ISOBEL CAMPBELL AND GAYE ADVERT made their names in the rock music world, the former as a singer with Belle & Sebastian before she teamed up with Mark Lanegan for a string of successful records, and the latter as bass guitarist with The Adverts, with whom she recorded their hit single, the controversial ‘Looking Through Gary Gilmore’s Eyes’ – controversial as Gary Gilmore was a US murderer, executed by firing squad in 1977.

Each successful in their own branch of the rock world, one is still active as a musician, the other, Gaye, not, initially moving to work in social services, then as an artist in the medium of stained glass.

All very interesting, but what has all that got to with us, I hear you cry?

Well, they both also have a betting shop background.

Isobel Campbell won a nomination for the prestigious Mercury Music Prize, the ‘Oscars’ of the music world, and was quick to refer back to her earlier days working in a betting shop,at the age of 18, recalling, ‘There were a lot of real characters around -people’s wives used to drag them out by their hair. Having led a sheltered life, it was like being thrown it at the deep end. But I loved it.’

She remembered her customers from those days, some of whom may have made it into her songs – ‘This old man came in once, and made such an impression on me because he was trying to lose, but kept on winning loads of money. He kept saying to me, ‘Take it, blondie, take it, just have it’ – I was tempted because I was an impoverished student! Working at the bookies was intense and hard going.’

Gaye moved out of the music world when The Adverts split in 1979. Being a big fan of noisy rock music, I was fascinated to hear on the grapevine that she was now working behind the counter in a London betting shop and made it my business to discover which one!

When I did I visited her branch to make her acquaintance, cunningly taking along with me a copy of the LP she and The Adverts made, ‘Crossing The Red Sea’ hoping that I might be able to persuade her to sign it for me.

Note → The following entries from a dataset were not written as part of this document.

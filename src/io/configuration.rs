//! Format constants and runtime configuration defaults

// Sprite grid covered by one converted image
/// Number of tile columns in the sprite grid
pub const GRID_COLUMNS: usize = 16;
/// Number of tile rows in the sprite grid
pub const GRID_ROWS: usize = 16;

/// Largest accepted image width or height in pixels
pub const MAX_IMAGE_DIMENSION: u32 = 128;
/// Largest accepted palette (2 bits per pixel)
pub const MAX_PALETTE_COLORS: usize = 4;
/// Highest palette index a background color or sprite palette can name
pub const MAX_COLOR_INDEX: u8 = 3;

// A sprite's tile field is a single byte
/// Number of distinct tile indices a sprite can reference
pub const MAX_TILE_REFERENCES: usize = 256;

/// Byte terminating a metasprite in every output format
pub const METASPRITE_TERMINATOR: u8 = 0x80;

// Default values for configurable parameters
/// Default unit height in pixels
pub const DEFAULT_TILE_HEIGHT: u8 = 8;
/// Default background color index
pub const DEFAULT_BACKGROUND_COLOR: u8 = 0;
/// Default sprite palette
pub const DEFAULT_PALETTE: u8 = 0;

// Output naming
/// Extension of CHR tile files
pub const CHR_EXTENSION: &str = "chr";
/// Extension of binary metasprites
pub const BIN_EXTENSION: &str = "bin";
/// Extension of C metasprite sources
pub const C_EXTENSION: &str = "c";
/// Extension of C metasprite headers
pub const HEADER_EXTENSION: &str = "h";
/// Extension of assembly metasprite includes
pub const ASM_EXTENSION: &str = "inc";
/// Extension of accepted input images
pub const PNG_EXTENSION: &str = "png";
/// Suffix added to tile sheet preview filenames
pub const PREVIEW_SUFFIX: &str = "_preview";

// Preview rendering
/// Units per row in a tile sheet preview
pub const PREVIEW_COLUMNS: usize = 16;
/// RGBA color for each palette index; index 0 is transparent
pub const PREVIEW_SHADES: [[u8; 4]; MAX_PALETTE_COLORS] = [
    [0, 0, 0, 0],
    [85, 85, 85, 255],
    [170, 170, 170, 255],
    [255, 255, 255, 255],
];

// Progress bar display settings
/// Threshold for switching to batch progress mode
pub const MAX_INDIVIDUAL_PROGRESS_BARS: usize = 5;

Now into her third year in the bookmaking world, Gaye told me: ‘I never really enjoyed the media spotlight, either playing in front of an audience or being written about in the press – and it certainly wasn’t much fun being spat at by fans!’

She also dismissed rumours that she hadn’t even played on the group’s records – ‘I learned to play bass guitar, and it was me on our records. There were some great times – we toured Europe and played at The Rainbow, supporting my all-time hero, Iggy Pop.’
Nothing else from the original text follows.